How to Install Step Flashing On Your Roof
An effective system of step flashing on a roof is crucial to maintaining not just your roof but your entire home. Mold, rot, insects, and structural failure are the main byproducts of moisture intrusion inside walls, attics, roofs, and floors. Learn how to install step flashing to keep your house dry and in good condition.
Basics of Installing Step Flashing on a Roof
Flashing is a solid, waterproof material that prevents water from entering seams or joints in a building. Step flashing is a flashing variation that builds upward along the roof pitch, using small pieces of flashing that are interwoven with the shingles. Step flashing is usually some type of metal; aluminum and copper are popular, but stainless steel and lead are used, as well.
With roofing systems, any kind of joint or seam is an invitation for potential water leakage. Where the roof meets a wall or other upper vertical surface such as for a dormer, the problem is pronounced. Water coursing off of the wall collects in the 90-degree intersection between the wall and the roof. When snow banks up in that area, subsequent snowmelt can linger and eventually seep between the wall and the roof.
Sealing the shingles to the wall with tar, caulk, or other liquid products is a fix that rarely lasts long. Eventually, these types of sealants fail, permitting water into the home. L-shaped step flashing is flexible enough to move with the home as it expands and contracts yet it is solid enough to hold back water.
Codes, Regulations, and Permits
Most communities will not require a building permit before installing step flashing on a roof as a repair project. If the flashing is being installed while roofing or re-roofing the home, your community may require a building permit for the roofing job.
When to Install Step Flashing
Step flashing is installed when roofing shingles are installed. If the shingles are already in place, some shingles must be removed to allow installation of the step flashing. Consequently, install step flashing only in dry conditions.
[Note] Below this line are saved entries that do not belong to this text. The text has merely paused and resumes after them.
//! Android Publisher `purchases.products.get`.

use tracing::debug;
use url::Url;

use super::base_url;
use super::http::{get_with_bearer, BodyOutcome};
use crate::error::{IapError, IapResult};
use crate::types::GoogleProductPurchase;

/// Android Publisher v3 base URL. Same for test and live purchases.
pub const GOOGLE_API_URL: &str = "https://androidpublisher.googleapis.com/androidpublisher/v3";

/// Client for Google Play product purchases.
#[derive(Debug, Clone)]
pub struct GoogleClient {
    http: reqwest::Client,
    base_url: String,
}

impl GoogleClient {
    pub fn new(http: reqwest::Client, base_url_override: Option<&str>) -> Self {
        Self {
            http,
            base_url: base_url(base_url_override.unwrap_or(GOOGLE_API_URL)),
        }
    }

    /// Fetch a product purchase.
    ///
    /// An empty body is a vendor rejection; transport and auth failures are
    /// errors of their own kind.
    pub async fn fetch_purchase(
        &self,
        package_name: &str,
        product_id: &str,
        purchase_token: &str,
        access_token: &str,
    ) -> IapResult<GoogleProductPurchase> {
        let url = self.product_url(package_name, product_id, purchase_token)?;
        debug!(package_name, product_id, "fetching Google product purchase");

        match get_with_bearer(&self.http, url, access_token).await? {
            BodyOutcome::Empty => Err(IapError::verify_failed("empty Google purchase response")),
            BodyOutcome::Present(body) => {
                serde_json::from_str(&body).map_err(|e| {
                    debug!(error = %e, "unparseable Google purchase body");
                    IapError::InvalidResponse {
                        message: "failed to parse Google purchase".to_string(),
                    }
                })
            }
        }
    }

    /// `{base}/applications/{package}/purchases/products/{product}/tokens/{token}`
    /// with each identifier percent-encoded as a single path segment.
    pub fn product_url(
        &self,
        package_name: &str,
        product_id: &str,
        purchase_token: &str,
    ) -> IapResult<Url> {
        let mut url = Url::parse(&self.base_url).map_err(|e| IapError::Network {
            message: format!("invalid Google API URL: {}", e),
        })?;

        url.path_segments_mut()
            .map_err(|_| IapError::Network {
                message: "Google API URL cannot be a base".to_string(),
            })?
            .pop_if_empty()
            .extend([
                "applications",
                package_name,
                "purchases",
                "products",
                product_id,
                "tokens",
                purchase_token,
            ]);

        Ok(url)
    }
}
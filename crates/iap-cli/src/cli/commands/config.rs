use anyhow::Context;
use iap_core::{Platform, Verifier};

use crate::cli::args::CredentialArgs;
use crate::exit_codes;

pub fn cmd_check(credentials: &CredentialArgs) -> anyhow::Result<i32> {
    let config = credentials.to_config()?;
    let verifier = Verifier::new(config).context("invalid verifier configuration")?;

    println!("environment: {}", verifier.config().environment);
    for platform in [Platform::Google, Platform::Apple] {
        let state = if verifier.supports(platform) {
            "ready"
        } else {
            "not configured"
        };
        println!("{}: {}", platform, state);
    }

    Ok(exit_codes::SUCCESS)
}
//! In-app purchase verification for Google Play and the App Store.
//!
//! This crate provides:
//!
//! - Platform resolution from explicit hints (including legacy `android` /
//!   `ios`) or from the identifiers a request carries
//! - Vendor authentication (App Store ES256 tokens, Google service-account
//!   OAuth)
//! - HTTP clients for Android Publisher `purchases.products.get` and the App
//!   Store Server API transaction lookup
//! - Normalization of vendor states into one [`UnifiedStatus`]
//! - A uniform [`VerificationResult`] envelope that `verify` always returns
//!
//! # Quick Start
//!
//! ```no_run
//! use iap_core::{AppleConfig, VerificationRequest, Verifier, VerifierConfig};
//!
//! # async fn example() -> iap_core::IapResult<()> {
//! let apple = AppleConfig::new("issuer-id", "KEY123", "com.example.game", "")
//!     .load_private_key("AuthKey_KEY123.p8")?;
//! let verifier = Verifier::new(VerifierConfig::default().with_apple(apple))?;
//!
//! let result = verifier
//!     .verify(&VerificationRequest::apple("2000000123456789"))
//!     .await;
//! println!("{} {}", result.status_code, result.result.status);
//! # Ok(())
//! # }
//! ```
//!
//! # Status codes
//!
//! | Code | Message | Meaning |
//! |------|---------|---------|
//! | 200 | `VERIFY_PURCHASE_SUCCESS` | Vendor vouched for the purchase |
//! | 400 | `INVALID_PARAMETERS` | Platform could not be determined |
//! | 400 | `MISSING_PARAMETERS` | Identifiers for the platform are absent |
//! | 400 | `INVALID_PLATFORM` | Platform has no credentials on this verifier |
//! | 400 | `VERIFY_PURCHASE_FAILED` | Vendor rejected the purchase |
//! | 500 | `INTERNAL_SERVER_ERROR` | Transport, auth or decoding fault |
//!
//! # Logging
//!
//! All diagnostics go through `tracing`; install a subscriber to see them.

pub mod auth;
pub mod client;
pub mod config;
pub mod error;
pub mod event;
pub mod platform;
pub mod status;
pub mod types;
pub mod verifier;

// Re-export main types
pub use auth::{AppleTokenSigner, GoogleAuthenticator};
pub use client::{AppleClient, GoogleClient};
pub use config::{AppleConfig, Endpoints, GoogleConfig, ServiceAccountKey, VerifierConfig};
pub use error::{IapError, IapResult};
pub use event::PurchaseEvent;
pub use platform::{normalize_platform, resolve};
pub use status::{map_apple_status, map_google_status};
pub use types::{
    AppleTransaction, Environment, GoogleProductPurchase, Platform, PurchaseDetails,
    UnifiedStatus, VerificationRequest, VerificationResult,
};
pub use verifier::{verify_once, Verifier};
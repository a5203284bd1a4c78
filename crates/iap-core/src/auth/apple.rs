//! App Store Server API tokens.

use std::fmt;
use std::sync::Arc;

use chrono::{DateTime, Utc};
use jsonwebtoken::{encode, Algorithm, EncodingKey, Header};
use serde::{Deserialize, Serialize};

use crate::config::AppleConfig;
use crate::error::{IapError, IapResult};

/// Audience required by the App Store Server API.
pub const APPLE_AUDIENCE: &str = "appstoreconnect-v1";

/// Token lifetime. Apple rejects anything above one hour.
pub const APPLE_TOKEN_TTL_SECS: i64 = 3600;

/// Claims of an App Store Server API token.
#[derive(Debug, Clone, PartialEq, Eq, Serialize, Deserialize)]
pub struct AppleClaims {
    pub iss: String,
    pub iat: i64,
    pub exp: i64,
    pub aud: String,
    pub nonce: String,
    pub bid: String,
}

/// Mints ES256 tokens from an App Store Connect `.p8` key.
#[derive(Clone)]
pub struct AppleTokenSigner {
    issuer_id: String,
    key_id: String,
    bundle_id: String,
    key: Arc<EncodingKey>,
}

impl AppleTokenSigner {
    pub fn new(config: &AppleConfig) -> IapResult<Self> {
        let key = EncodingKey::from_ec_pem(config.private_key.as_bytes())
            .map_err(|e| IapError::config(format!("Apple privateKey is not a valid EC PEM key: {}", e)))?;

        Ok(Self {
            issuer_id: config.issuer_id.clone(),
            key_id: config.key_id.clone(),
            bundle_id: config.bundle_id.clone(),
            key: Arc::new(key),
        })
    }

    /// Mint a fresh token. Every call carries a new nonce.
    pub fn sign(&self) -> IapResult<String> {
        self.sign_at(Utc::now())
    }

    pub(crate) fn sign_at(&self, now: DateTime<Utc>) -> IapResult<String> {
        let iat = now.timestamp();
        let claims = AppleClaims {
            iss: self.issuer_id.clone(),
            iat,
            exp: iat + APPLE_TOKEN_TTL_SECS,
            aud: APPLE_AUDIENCE.to_string(),
            nonce: uuid::Uuid::new_v4().to_string(),
            bid: self.bundle_id.clone(),
        };

        let mut header = Header::new(Algorithm::ES256);
        header.kid = Some(self.key_id.clone());
        header.typ = Some("JWT".to_string());

        Ok(encode(&header, &claims, &self.key)?)
    }

    pub fn key_id(&self) -> &str {
        &self.key_id
    }
}

impl fmt::Debug for AppleTokenSigner {
    fn fmt(&self, f: &mut fmt::Formatter<'_>) -> fmt::Result {
        f.debug_struct("AppleTokenSigner")
            .field("issuer_id", &self.issuer_id)
            .field("key_id", &self.key_id)
            .field("bundle_id", &self.bundle_id)
            .finish_non_exhaustive()
    }
}
//! Business event handed to the caller's queue after a successful verification.
//!
//! Building the event is all this crate does; enqueueing, crediting and
//! persistence stay with the caller.

use serde::{Deserialize, Serialize};

use crate::types::{PurchaseDetails, VerificationResult};

pub const VERIFY_PURCHASE_ACTION: &str = "verify_purchase";

#[derive(Debug, Clone, PartialEq, Eq, Serialize, Deserialize)]
#[serde(rename_all = "camelCase")]
pub struct PurchaseEvent {
    pub action: String,
    pub result: PurchaseDetails,
    pub user_id: String,
    /// Empty when the vendor reported no transaction id.
    pub transaction_id: String,
}

impl VerificationResult {
    /// Event for the downstream queue; `None` unless verification succeeded.
    pub fn into_event(self, user_id: impl Into<String>) -> Option<PurchaseEvent> {
        if !self.is_success {
            return None;
        }

        let transaction_id = self.result.transaction_id.clone().unwrap_or_default();
        Some(PurchaseEvent {
            action: VERIFY_PURCHASE_ACTION.to_string(),
            result: self.result,
            user_id: user_id.into(),
            transaction_id,
        })
    }
}
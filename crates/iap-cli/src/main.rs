use clap::Parser;

mod cli;
pub mod exit_codes;
mod logging;

use cli::args::Cli;
use cli::commands::dispatch;

#[tokio::main(flavor = "multi_thread")]
async fn main() {
    let cli = Cli::parse();
    logging::init(cli.log_json);

    let code = match dispatch(cli).await {
        Ok(code) => code,
        Err(e) => {
            eprintln!("fatal: {e:#}");
            exit_codes::CONFIG_ERROR
        }
    };
    std::process::exit(code);
}
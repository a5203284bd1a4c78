//! Command implementations. Each returns a process exit code.

mod config;
mod token;
mod verify;

use crate::cli::args::{Cli, Command, ConfigCmd, TokenCmd};

pub async fn dispatch(cli: Cli) -> anyhow::Result<i32> {
    match cli.cmd {
        Command::Verify(args) => verify::cmd_verify(&cli.credentials, args).await,
        Command::Config(ConfigCmd::Check) => config::cmd_check(&cli.credentials),
        Command::Token(TokenCmd::Apple) => token::cmd_apple(&cli.credentials),
    }
}
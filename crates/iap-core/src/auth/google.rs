//! Google service-account OAuth.
//!
//! The bearer token is obtained with the JWT bearer grant: an RS256
//! assertion signed with the service-account key is exchanged at the token
//! URI for a short-lived access token scoped to the Android Publisher API.

use std::fmt;
use std::sync::Arc;

use chrono::{DateTime, Utc};
use jsonwebtoken::{encode, Algorithm, EncodingKey, Header};
use serde::{Deserialize, Serialize};
use tokio::sync::RwLock;
use tracing::debug;

use crate::config::ServiceAccountKey;
use crate::error::{IapError, IapResult};

/// Android Publisher read scope.
pub const GOOGLE_API_SCOPE: &str = "https://www.googleapis.com/auth/androidpublisher";

/// Default OAuth token endpoint.
pub const GOOGLE_TOKEN_URL: &str = "https://oauth2.googleapis.com/token";

const JWT_BEARER_GRANT: &str = "urn:ietf:params:oauth:grant-type:jwt-bearer";
const ASSERTION_TTL_SECS: i64 = 3600;
// 60s before expiry + 30s clock skew.
const REFRESH_BUFFER_SECS: i64 = 90;

#[derive(Debug, Serialize, Deserialize)]
pub(crate) struct AssertionClaims {
    pub iss: String,
    pub scope: String,
    pub aud: String,
    pub iat: i64,
    pub exp: i64,
}

#[derive(Debug, Deserialize)]
struct TokenResponse {
    access_token: String,
    #[serde(default = "default_expires_in")]
    expires_in: i64,
    #[serde(default)]
    token_type: Option<String>,
}

fn default_expires_in() -> i64 {
    ASSERTION_TTL_SECS
}

#[derive(Debug, Clone)]
struct CachedToken {
    identity: String,
    token: String,
    expires_at: DateTime<Utc>,
}

/// Obtains bearer tokens for one service account.
#[derive(Clone)]
pub struct GoogleAuthenticator {
    client_email: String,
    private_key_id: Option<String>,
    key: Arc<EncodingKey>,
    token_url: String,
    http: reqwest::Client,
    cached_token: Arc<RwLock<Option<CachedToken>>>,
}

impl GoogleAuthenticator {
    /// Build from a service account.
    ///
    /// Token URL precedence: `token_url` override, the account's `token_uri`,
    /// then [`GOOGLE_TOKEN_URL`].
    pub fn new(
        account: &ServiceAccountKey,
        token_url: Option<&str>,
        http: reqwest::Client,
    ) -> IapResult<Self> {
        let key = EncodingKey::from_rsa_pem(account.private_key.as_bytes()).map_err(|e| {
            IapError::config(format!(
                "Google service account private_key is not a valid RSA PEM key: {}",
                e
            ))
        })?;

        let token_url = token_url
            .or(account.token_uri.as_deref())
            .unwrap_or(GOOGLE_TOKEN_URL)
            .to_string();

        Ok(Self {
            client_email: account.client_email.clone(),
            private_key_id: account.private_key_id.clone(),
            key: Arc::new(key),
            token_url,
            http,
            cached_token: Arc::new(RwLock::new(None)),
        })
    }

    /// Get a bearer token, exchanging a new assertion if the cached one is
    /// missing or about to expire.
    pub async fn access_token(&self) -> IapResult<String> {
        {
            let cache = self.cached_token.read().await;
            if let Some(cached) = cache.as_ref() {
                let buffer = chrono::Duration::seconds(REFRESH_BUFFER_SECS);
                if cached.identity == self.client_email && cached.expires_at > Utc::now() + buffer {
                    debug!("using cached Google access token");
                    return Ok(cached.token.clone());
                }
            }
        }

        debug!(client_email = %self.client_email, "exchanging Google service account assertion");
        self.exchange().await
    }

    /// Drop the cached access token.
    pub async fn clear_cache(&self) {
        let mut cache = self.cached_token.write().await;
        *cache = None;
    }

    pub fn client_email(&self) -> &str {
        &self.client_email
    }

    pub(crate) fn assertion_at(&self, now: DateTime<Utc>) -> IapResult<String> {
        let iat = now.timestamp();
        let claims = AssertionClaims {
            iss: self.client_email.clone(),
            scope: GOOGLE_API_SCOPE.to_string(),
            aud: self.token_url.clone(),
            iat,
            exp: iat + ASSERTION_TTL_SECS,
        };

        let mut header = Header::new(Algorithm::RS256);
        header.kid = self.private_key_id.clone();

        Ok(encode(&header, &claims, &self.key)?)
    }

    async fn exchange(&self) -> IapResult<String> {
        let assertion = self.assertion_at(Utc::now())?;

        let response = self
            .http
            .post(&self.token_url)
            .form(&[("grant_type", JWT_BEARER_GRANT), ("assertion", assertion.as_str())])
            .send()
            .await?;

        let status = response.status();

        if !status.is_success() {
            let body = response.text().await.unwrap_or_default();
            debug!(status = status.as_u16(), body = %body, "Google token exchange rejected");

            // invalid_grant arrives as 400.
            return Err(if status.is_client_error() {
                IapError::Unauthorized {
                    message: format!("Google token exchange failed: HTTP {}", status.as_u16()),
                }
            } else {
                IapError::Network {
                    message: format!("Google token exchange failed: HTTP {}", status.as_u16()),
                }
            });
        }

        let token_response: TokenResponse = response.json().await.map_err(|e| {
            debug!(error = %e, "unparseable Google token response");
            IapError::InvalidResponse {
                message: "failed to parse Google token response".to_string(),
            }
        })?;

        if token_response.access_token.is_empty() {
            return Err(IapError::Unauthorized {
                message: "Google token exchange returned an empty access token".to_string(),
            });
        }

        let expires_in = token_response.expires_in.clamp(0, ASSERTION_TTL_SECS);
        let expires_at = Utc::now() + chrono::Duration::seconds(expires_in);

        {
            let mut cache = self.cached_token.write().await;
            *cache = Some(CachedToken {
                identity: self.client_email.clone(),
                token: token_response.access_token.clone(),
                expires_at,
            });
        }

        debug!(
            expires_in,
            token_type = ?token_response.token_type,
            "obtained Google access token"
        );

        Ok(token_response.access_token)
    }
}

impl fmt::Debug for GoogleAuthenticator {
    fn fmt(&self, f: &mut fmt::Formatter<'_>) -> fmt::Result {
        f.debug_struct("GoogleAuthenticator")
            .field("client_email", &self.client_email)
            .field("token_url", &self.token_url)
            .finish_non_exhaustive()
    }
}
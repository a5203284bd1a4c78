use std::path::PathBuf;

use anyhow::Context;
use clap::{Args, Parser, Subcommand};
use iap_core::{
    AppleConfig, Endpoints, Environment, GoogleConfig, ServiceAccountKey, VerificationRequest,
    VerifierConfig,
};

#[derive(Parser)]
#[command(
    name = "iap",
    version,
    about = "Verify in-app purchases against Google Play and the App Store"
)]
pub struct Cli {
    #[command(flatten)]
    pub credentials: CredentialArgs,

    /// Emit logs as JSON lines on stderr
    #[arg(long, global = true)]
    pub log_json: bool,

    #[command(subcommand)]
    pub cmd: Command,
}

#[derive(Subcommand)]
pub enum Command {
    /// Verify one purchase and print the result envelope
    Verify(VerifyArgs),
    /// Inspect configuration
    #[command(subcommand)]
    Config(ConfigCmd),
    /// Mint vendor API tokens (debugging)
    #[command(subcommand)]
    Token(TokenCmd),
}

#[derive(Subcommand)]
pub enum ConfigCmd {
    /// Validate credentials and report which platforms are ready
    Check,
}

#[derive(Subcommand)]
pub enum TokenCmd {
    /// Print a fresh App Store Server API token
    Apple,
}

/// Vendor credentials, from flags or `IAP_*` environment variables.
#[derive(Args, Clone, Debug)]
pub struct CredentialArgs {
    /// sandbox or production
    #[arg(long, global = true, env = "IAP_ENVIRONMENT", default_value = "sandbox")]
    pub environment: String,

    /// Request timeout in seconds
    #[arg(long, global = true, env = "IAP_TIMEOUT", default_value_t = 30)]
    pub timeout: u64,

    /// Path to the Google service-account JSON key
    #[arg(long, global = true, env = "IAP_GOOGLE_SERVICE_ACCOUNT")]
    pub google_service_account: Option<PathBuf>,

    #[arg(long, global = true, env = "IAP_APPLE_ISSUER_ID")]
    pub apple_issuer_id: Option<String>,

    #[arg(long, global = true, env = "IAP_APPLE_KEY_ID")]
    pub apple_key_id: Option<String>,

    #[arg(long, global = true, env = "IAP_APPLE_BUNDLE_ID")]
    pub apple_bundle_id: Option<String>,

    /// Path to the App Store Connect `.p8` private key
    #[arg(long, global = true, env = "IAP_APPLE_PRIVATE_KEY")]
    pub apple_private_key: Option<PathBuf>,

    #[arg(long, global = true, env = "IAP_APPLE_SHARED_SECRET", hide_env_values = true)]
    pub apple_shared_secret: Option<String>,

    #[arg(long, global = true, hide = true, env = "IAP_GOOGLE_API_URL")]
    pub google_api_url: Option<String>,

    #[arg(long, global = true, hide = true, env = "IAP_GOOGLE_TOKEN_URL")]
    pub google_token_url: Option<String>,

    #[arg(long, global = true, hide = true, env = "IAP_APPLE_API_URL")]
    pub apple_api_url: Option<String>,
}

impl CredentialArgs {
    pub fn to_config(&self) -> anyhow::Result<VerifierConfig> {
        let environment: Environment = self.environment.parse()?;

        let mut config = VerifierConfig::default()
            .with_environment(environment)
            .with_timeout(self.timeout)
            .with_endpoints(Endpoints {
                google_api_url: self.google_api_url.clone(),
                google_token_url: self.google_token_url.clone(),
                apple_api_url: self.apple_api_url.clone(),
            });

        if let Some(path) = &self.google_service_account {
            let account = ServiceAccountKey::from_file(path)
                .with_context(|| format!("loading {}", path.display()))?;
            config = config.with_google(GoogleConfig::new(account));
        }

        if let Some(issuer_id) = &self.apple_issuer_id {
            let mut apple = AppleConfig::new(
                issuer_id.clone(),
                self.apple_key_id.clone().unwrap_or_default(),
                self.apple_bundle_id.clone().unwrap_or_default(),
                String::new(),
            );
            if let Some(path) = &self.apple_private_key {
                apple = apple.load_private_key(path)?;
            }
            if let Some(secret) = &self.apple_shared_secret {
                apple = apple.with_shared_secret(secret.clone());
            }
            config = config.with_apple(apple);
        }

        Ok(config)
    }
}

#[derive(Args, Clone, Debug)]
pub struct VerifyArgs {
    /// google, apple (legacy: android, ios). Inferred when omitted.
    #[arg(long)]
    pub platform: Option<String>,

    #[arg(long)]
    pub package_name: Option<String>,

    #[arg(long)]
    pub product_id: Option<String>,

    #[arg(long)]
    pub purchase_token: Option<String>,

    #[arg(long)]
    pub transaction_id: Option<String>,

    /// Print the downstream `verify_purchase` event for this user instead of
    /// the envelope (successful verifications only)
    #[arg(long, value_name = "USER_ID")]
    pub emit_event: Option<String>,
}

impl VerifyArgs {
    pub fn to_request(&self) -> VerificationRequest {
        VerificationRequest {
            platform: self.platform.clone(),
            package_name: self.package_name.clone(),
            product_id: self.product_id.clone(),
            purchase_token: self.purchase_token.clone(),
            transaction_id: self.transaction_id.clone(),
        }
    }
}
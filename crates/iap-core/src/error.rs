//! Error types for purchase verification.

/// Message constant returned for a verified purchase.
pub const VERIFY_PURCHASE_SUCCESS: &str = "VERIFY_PURCHASE_SUCCESS";
/// Platform could not be determined from the request.
pub const INVALID_PARAMETERS: &str = "INVALID_PARAMETERS";
/// Platform resolved but required identifiers are absent.
pub const MISSING_PARAMETERS: &str = "MISSING_PARAMETERS";
/// Platform resolved but this verifier has no credentials for it.
pub const INVALID_PLATFORM: &str = "INVALID_PLATFORM";
/// Vendor answered but the purchase is invalid or unverifiable.
pub const VERIFY_PURCHASE_FAILED: &str = "VERIFY_PURCHASE_FAILED";
/// Transport, auth, or otherwise unexpected fault.
pub const INTERNAL_SERVER_ERROR: &str = "INTERNAL_SERVER_ERROR";

/// Verification errors.
#[derive(Debug, thiserror::Error)]
pub enum IapError {
    /// Missing or malformed credentials. Raised at construction only.
    #[error("configuration error: {message}")]
    Config { message: String },

    /// No platform hint and the request shape is ambiguous.
    #[error("could not determine platform from provided parameters")]
    InvalidParameters,

    /// Required identifiers for the resolved platform are absent.
    #[error("missing required parameters for {platform}: {missing}")]
    MissingParameters {
        platform: crate::types::Platform,
        missing: String,
    },

    /// The resolved platform has no configuration on this verifier.
    #[error("platform not configured: {platform}")]
    PlatformNotConfigured { platform: crate::types::Platform },

    /// Vendor responded but rejected or could not vouch for the purchase.
    #[error("vendor rejected purchase: {reason}")]
    VerifyFailed { reason: String },

    /// Vendor refused our credentials.
    #[error("unauthorized: {message}")]
    Unauthorized { message: String },

    /// Network error or vendor-side failure.
    #[error("network error: {message}")]
    Network { message: String },

    /// Vendor payload that could not be interpreted.
    #[error("invalid response: {message}")]
    InvalidResponse { message: String },

    /// Token signing failed.
    #[error("signing error: {message}")]
    Signing { message: String },
}

impl IapError {
    pub(crate) fn config(message: impl Into<String>) -> Self {
        Self::Config {
            message: message.into(),
        }
    }

    pub(crate) fn verify_failed(reason: impl Into<String>) -> Self {
        Self::VerifyFailed {
            reason: reason.into(),
        }
    }

    /// HTTP status code reported in the result envelope.
    pub fn status_code(&self) -> u16 {
        match self {
            Self::InvalidParameters
            | Self::MissingParameters { .. }
            | Self::PlatformNotConfigured { .. }
            | Self::VerifyFailed { .. } => 400,

            Self::Config { .. }
            | Self::Unauthorized { .. }
            | Self::Network { .. }
            | Self::InvalidResponse { .. }
            | Self::Signing { .. } => 500,
        }
    }

    /// Message constant reported in the result envelope.
    pub fn code(&self) -> &'static str {
        match self {
            Self::InvalidParameters => INVALID_PARAMETERS,
            Self::MissingParameters { .. } => MISSING_PARAMETERS,
            Self::PlatformNotConfigured { .. } => INVALID_PLATFORM,
            Self::VerifyFailed { .. } => VERIFY_PURCHASE_FAILED,
            _ => INTERNAL_SERVER_ERROR,
        }
    }

    /// Whether the caller can fix the failure by changing the request.
    pub fn is_client_error(&self) -> bool {
        self.status_code() < 500
    }
}

impl From<reqwest::Error> for IapError {
    fn from(err: reqwest::Error) -> Self {
        // Strip the URL: it carries purchase tokens.
        let message = if err.is_timeout() {
            "request timed out".to_string()
        } else {
            err.without_url().to_string()
        };
        Self::Network { message }
    }
}

impl From<jsonwebtoken::errors::Error> for IapError {
    fn from(err: jsonwebtoken::errors::Error) -> Self {
        Self::Signing {
            message: err.to_string(),
        }
    }
}

/// Result type for verification operations.
pub type IapResult<T> = Result<T, IapError>;

#[cfg(test)]
mod tests {
    use super::*;
    use crate::types::Platform;

    #[test]
    fn test_client_errors_are_400() {
        assert_eq!(IapError::InvalidParameters.status_code(), 400);
        assert_eq!(IapError::InvalidParameters.code(), INVALID_PARAMETERS);

        let missing = IapError::MissingParameters {
            platform: Platform::Google,
            missing: "productId".into(),
        };
        assert_eq!(missing.status_code(), 400);
        assert_eq!(missing.code(), MISSING_PARAMETERS);

        let rejected = IapError::verify_failed("empty body");
        assert_eq!(rejected.status_code(), 400);
        assert_eq!(rejected.code(), VERIFY_PURCHASE_FAILED);
        assert!(rejected.is_client_error());
    }

    #[test]
    fn test_faults_are_500() {
        for err in [
            IapError::Network {
                message: "connection reset".into(),
            },
            IapError::Unauthorized {
                message: "bad key".into(),
            },
            IapError::InvalidResponse {
                message: "not json".into(),
            },
        ] {
            assert_eq!(err.status_code(), 500);
            assert_eq!(err.code(), INTERNAL_SERVER_ERROR);
            assert!(!err.is_client_error());
        }
    }

    #[test]
    fn test_unconfigured_platform_is_invalid_platform() {
        let err = IapError::PlatformNotConfigured {
            platform: Platform::Apple,
        };
        assert_eq!(err.code(), INVALID_PLATFORM);
        assert_eq!(err.to_string(), "platform not configured: apple");
    }
}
Installing step flashing requires you to work on the roof. Guard against falls by wearing a fall arrest system and by working with a partner.
What You'll Need
Equipment / Tools
- Tin snips
- Pre-formed step flashing
- Roofing nails
Remove Sections of the Siding
Remove the lower sections of siding on the wall. Since step flashing commonly extends 8 inches high on the wall, remove the lower 10 to 12 inches of siding to provide yourself with ample working room.
Nail the First Row of Shingles
With the hammer and the roofing nails, nail down the first course of shingles. Always shingle from the bottom upward for shingles to lay properly. This first row of shingles slightly overhangs the edge of the roof.
Position the First Step Flashing Piece
The first step flashing will extend from the roof to the wall. Position the step flashing piece horizontally so that it matches the position of the shingle below it.
Nail the Step Flashing Piece
Nail the step flashing into the wall with two nails. The nails should be about 1-inch below the top of the flashing.
Nail the Second Row of Shingles
Nail down the second row of shingles farther upward, overlapping the first row of shingles and the flashing.
Position and Nail the Second Step Flashing Piece
Position the second flashing piece over the second row of shingles, so that its left side matches up with the left side of the second shingle row. It should also cover up the nails holding down the shingle. Nail the step flashing in place on the wall with two nails.
Continue the Flashing to Completion
Continue weaving the step flashing pieces and the shingles in the manner already described until you reach the highest point of the wall on the roof pitch. A final row of shingles should complete the job; no full step flashing pieces should be exposed.
Replace the Siding
With the step flashing in place, replace the siding on the wall. Maintain about 1/2-inch between the top of the shingle/flashing and the bottom of the siding.
When to Call a Professional
Roofing companies and fix-it services can install or repair step flashing for you on a piecemeal basis—that is, short of a full roofing job. For installing step flashing on chimneys, call a masonry company or chimney specialist since the step flashing typically is mortared between the bricks.